What to work on:
Only the lines that hold "PartialEq" should be in the answer, each copied from the data below.

Records from a collection:

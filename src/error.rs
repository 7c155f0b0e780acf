//! Error types for the ThunderMail client.
//!
//! Failures fall into three groups: transport problems reported by
//! `reqwest`, local input errors caught before a request is sent, and error
//! responses from the ThunderMail API, which are classified into an
//! [`ErrorKind`] and carried by [`ApiError`].

use std::fmt;

use thiserror::Error;

/// Errors that can occur during ThunderMail operations.
#[derive(Error, Debug)]
pub enum Error {
    /// An HTTP request failed before a response status was available.
    ///
    /// This covers DNS failures, refused connections, TLS errors and
    /// timeouts. These are never classified.
    #[error("HTTP request failed: {0}")]
    Request(#[from] reqwest::Error),

    /// The arguments passed to the client were rejected locally.
    ///
    /// No request is sent when this error is returned.
    #[error("Invalid input: {0}")]
    InvalidInput(String),

    /// The ThunderMail API answered with a non-success status.
    #[error(transparent)]
    Api(#[from] ApiError),

    /// A success response did not contain valid JSON.
    #[error("JSON parsing error: {0}")]
    Json(#[from] serde_json::Error),

    /// Failed to construct the authorization header from the API key.
    #[error("Invalid header value: {0}")]
    HeaderValue(#[from] reqwest::header::InvalidHeaderValue),
}

impl Error {
    /// Returns the classified API error, if this is one.
    pub fn as_api(&self) -> Option<&ApiError> {
        match self {
            Error::Api(err) => Some(err),
            _ => None,
        }
    }

    /// Returns the kind of the classified API error, if this is one.
    pub fn kind(&self) -> Option<ErrorKind> {
        self.as_api().map(|err| err.kind)
    }
}

/// The closed set of error kinds the API can report.
#[derive(Debug, Clone, Copy, PartialEq, Eq, Hash)]
pub enum ErrorKind {
    /// Any error that is not in the classification table.
    Generic,
    /// The request carried no API key.
    MissingApiKey,
    /// The API key was rejected.
    InvalidApiKey,
    /// One or more fields of the request body are invalid.
    Validation,
    /// One or more required fields are missing from the request body.
    MissingRequiredFields,
    /// The service failed while handling the request.
    Application,
}

const MISSING_FIELDS_MESSAGE: &str = "The request body is missing one or more required fields.";
const CHECK_FIELDS_ACTION: &str = "Check the error message to see the list of missing fields.";

impl ErrorKind {
    /// Remediation hint attached to errors of this kind.
    ///
    /// Empty only for [`ErrorKind::Generic`].
    pub fn suggested_action(self) -> &'static str {
        match self {
            ErrorKind::Generic => "",
            ErrorKind::MissingApiKey => {
                "Include the following header in the request: Authorization: Bearer YOUR_API_KEY."
            }
            ErrorKind::InvalidApiKey => "Generate a new API key in the dashboard.",
            ErrorKind::Validation | ErrorKind::MissingRequiredFields => CHECK_FIELDS_ACTION,
            ErrorKind::Application => "Contact ThunderMail support.",
        }
    }

    /// Status code used when the server did not supply one.
    pub fn default_code(self) -> Option<&'static str> {
        match self {
            ErrorKind::Generic => None,
            ErrorKind::MissingApiKey => Some("401"),
            ErrorKind::InvalidApiKey => Some("403"),
            ErrorKind::Validation => Some("400"),
            ErrorKind::MissingRequiredFields => Some("422"),
            ErrorKind::Application => Some("500"),
        }
    }

    /// Resolves the message stored on the error from the one the server sent.
    fn message(self, message: String) -> String {
        match self {
            ErrorKind::Generic => message,
            ErrorKind::MissingApiKey => "Missing API key in the authorization header.".to_string(),
            ErrorKind::Application => "Something went wrong.".to_string(),
            ErrorKind::InvalidApiKey if message.is_empty() => "Invalid API key.".to_string(),
            ErrorKind::Validation | ErrorKind::MissingRequiredFields if message.is_empty() => {
                MISSING_FIELDS_MESSAGE.to_string()
            }
            ErrorKind::InvalidApiKey | ErrorKind::Validation | ErrorKind::MissingRequiredFields => {
                message
            }
        }
    }
}

impl fmt::Display for ErrorKind {
    fn fmt(&self, f: &mut fmt::Formatter<'_>) -> fmt::Result {
        let name = match self {
            ErrorKind::Generic => "ThunderMail error",
            ErrorKind::MissingApiKey => "missing API key",
            ErrorKind::InvalidApiKey => "invalid API key",
            ErrorKind::Validation => "validation error",
            ErrorKind::MissingRequiredFields => "missing required fields",
            ErrorKind::Application => "application error",
        };
        f.write_str(name)
    }
}

/// An error response from the ThunderMail API, after classification.
#[derive(Error, Debug, Clone, PartialEq, Eq)]
#[error("{kind} ({code}): {message}")]
pub struct ApiError {
    /// Classified kind.
    pub kind: ErrorKind,
    /// HTTP status code, as a string.
    pub code: String,
    /// The `error.type` tag sent by the server.
    pub error_type: String,
    /// Human-readable message.
    pub message: String,
    /// Remediation hint; empty for [`ErrorKind::Generic`].
    pub suggested_action: String,
}

impl ApiError {
    /// Build an error of the given kind, applying the kind's fixed message,
    /// remediation text and fallback status code.
    pub fn new(
        kind: ErrorKind,
        code: impl Into<String>,
        error_type: impl Into<String>,
        message: impl Into<String>,
    ) -> Self {
        let mut code = code.into();
        if code.is_empty() {
            code = kind.default_code().unwrap_or_default().to_string();
        }

        Self {
            kind,
            code,
            error_type: error_type.into(),
            message: kind.message(message.into()),
            suggested_action: kind.suggested_action().to_string(),
        }
    }

    /// The error returned when a client is built without an API key.
    pub(crate) fn missing_api_key() -> Self {
        Self::new(ErrorKind::MissingApiKey, "401", "missing_api_key", "")
    }
}

#[cfg(test)]
mod tests {
    use super::*;

    #[test]
    fn generic_keeps_caller_message_and_has_no_action() {
        let err = ApiError::new(ErrorKind::Generic, "418", "teapot", "short and stout");
        assert_eq!(err.message, "short and stout");
        assert_eq!(err.code, "418");
        assert!(err.suggested_action.is_empty());
    }

    #[test]
    fn classified_kinds_always_have_an_action() {
        for kind in [
            ErrorKind::MissingApiKey,
            ErrorKind::InvalidApiKey,
            ErrorKind::Validation,
            ErrorKind::MissingRequiredFields,
            ErrorKind::Application,
        ] {
            let err = ApiError::new(kind, "", "", "");
            assert!(!err.suggested_action.is_empty(), "{kind:?}");
            assert!(!err.message.is_empty(), "{kind:?}");
        }
    }

    #[test]
    fn empty_code_falls_back_to_canonical_status() {
        let err = ApiError::new(ErrorKind::Application, "", "application_error", "");
        assert_eq!(err.code, "500");

        let err = ApiError::new(ErrorKind::Generic, "", "whatever", "");
        assert_eq!(err.code, "");
    }

    #[test]
    fn display_includes_kind_code_and_message() {
        let err = ApiError::new(ErrorKind::Validation, "400", "validation_error", "bad `to`");
        assert_eq!(err.to_string(), "validation error (400): bad `to`");
    }

    #[test]
    fn wrapped_error_exposes_kind() {
        let err = Error::from(ApiError::missing_api_key());
        assert_eq!(err.kind(), Some(ErrorKind::MissingApiKey));
        assert_eq!(err.as_api().map(|e| e.code.as_str()), Some("401"));

        let err = Error::InvalidInput("nope".into());
        assert_eq!(err.kind(), None);
    }
}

Written answer:
#[derive(Debug, Clone, Copy, PartialEq, Eq, Hash)]
#[derive(Error, Debug, Clone, PartialEq, Eq)]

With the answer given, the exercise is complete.